> WHAT THE TASK REQUIRES: Check each line of the entries below for the string "owner"; copy every line where it appears.

== DATA UNDER STUDY ==

//! Resume persistence: a pluggable store scoped by owner.
//!
//! Default: `PgResumeStore` (PostgreSQL, document held as JSONB).
//! Every operation takes the owner's `user_id`; a resume belonging to someone
//! else behaves exactly like a missing one.
//!
//! `AppState` holds an `Arc<dyn ResumeStore>`.

use async_trait::async_trait;
use sqlx::PgPool;
use uuid::Uuid;

use crate::errors::AppError;
use crate::models::resume::{ResumeDocument, ResumeRecord, ResumeRow, ResumeSummary};

#[async_trait]
pub trait ResumeStore: Send + Sync {
    /// Summaries of every resume the user owns, most recently modified first.
    async fn list(&self, user_id: Uuid) -> Result<Vec<ResumeSummary>, AppError>;

    async fn get(&self, user_id: Uuid, id: Uuid) -> Result<Option<ResumeRecord>, AppError>;

    async fn create(&self, user_id: Uuid, document: ResumeDocument)
        -> Result<ResumeRecord, AppError>;

    /// Replaces the document and bumps `lastModified`. `None` if not found.
    async fn update(
        &self,
        user_id: Uuid,
        id: Uuid,
        document: ResumeDocument,
    ) -> Result<Option<ResumeRecord>, AppError>;

    /// Returns whether a resume was deleted.
    async fn delete(&self, user_id: Uuid, id: Uuid) -> Result<bool, AppError>;
}

// ────────────────────────────────────────────────────────────────────────────
// PostgreSQL
// ────────────────────────────────────────────────────────────────────────────

pub struct PgResumeStore {
    pool: PgPool,
}

impl PgResumeStore {
    pub fn new(pool: PgPool) -> Self {
        Self { pool }
    }
}

/// The JSONB payload. Timestamps live in their own columns.
fn document_json(document: &ResumeDocument) -> Result<serde_json::Value, AppError> {
    let mut stored = document.clone();
    stored.created_at = None;
    stored.last_modified = None;
    serde_json::to_value(&stored).map_err(|e| AppError::Internal(e.into()))
}

fn into_record(row: ResumeRow) -> Result<ResumeRecord, AppError> {
    let id = row.id;
    ResumeRecord::try_from(row).map_err(|e| {
        AppError::Internal(anyhow::anyhow!("Stored resume {id} is not a valid document: {e}"))
    })
}

#[async_trait]
impl ResumeStore for PgResumeStore {
    async fn list(&self, user_id: Uuid) -> Result<Vec<ResumeSummary>, AppError> {
        let rows = sqlx::query_as::<_, ResumeRow>(
            "SELECT * FROM resumes WHERE user_id = $1 ORDER BY last_modified DESC",
        )
        .bind(user_id)
        .fetch_all(&self.pool)
        .await?;

        rows.into_iter()
            .map(|row| into_record(row).map(|r| ResumeSummary::from(&r)))
            .collect()
    }

    async fn get(&self, user_id: Uuid, id: Uuid) -> Result<Option<ResumeRecord>, AppError> {
        let row = sqlx::query_as::<_, ResumeRow>(
            "SELECT * FROM resumes WHERE id = $1 AND user_id = $2",
        )
        .bind(id)
        .bind(user_id)
        .fetch_optional(&self.pool)
        .await?;

        row.map(into_record).transpose()
    }

    async fn create(
        &self,
        user_id: Uuid,
        document: ResumeDocument,
    ) -> Result<ResumeRecord, AppError> {
        let row = sqlx::query_as::<_, ResumeRow>(
            r#"
            INSERT INTO resumes (id, user_id, title, template, is_public, document)
            VALUES ($1, $2, $3, $4, $5, $6)
            RETURNING *
            "#,
        )
        .bind(Uuid::new_v4())
        .bind(user_id)
        .bind(&document.title)
        .bind(document.template.as_str())
        .bind(document.is_public)
        .bind(document_json(&document)?)
        .fetch_one(&self.pool)
        .await?;

        into_record(row)
    }

    async fn update(
        &self,
        user_id: Uuid,
        id: Uuid,
        document: ResumeDocument,
    ) -> Result<Option<ResumeRecord>, AppError> {
        let row = sqlx::query_as::<_, ResumeRow>(
            r#"
            UPDATE resumes
            SET title = $3, template = $4, is_public = $5, document = $6, last_modified = NOW()
            WHERE id = $1 AND user_id = $2
            RETURNING *
            "#,
        )
        .bind(id)
        .bind(user_id)
        .bind(&document.title)
        .bind(document.template.as_str())
        .bind(document.is_public)
        .bind(document_json(&document)?)
        .fetch_optional(&self.pool)
        .await?;

        row.map(into_record).transpose()
    }

    async fn delete(&self, user_id: Uuid, id: Uuid) -> Result<bool, AppError> {
        let result = sqlx::query("DELETE FROM resumes WHERE id = $1 AND user_id = $2")
            .bind(id)
            .bind(user_id)
            .execute(&self.pool)
            .await?;

        Ok(result.rows_affected() > 0)
    }
}

// ────────────────────────────────────────────────────────────────────────────
// In-memory (tests)
// ────────────────────────────────────────────────────────────────────────────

===

> ANSWER TO THIS TASK:
//! Resume persistence: a pluggable store scoped by owner.
//! Every operation takes the owner's `user_id`; a resume belonging to someone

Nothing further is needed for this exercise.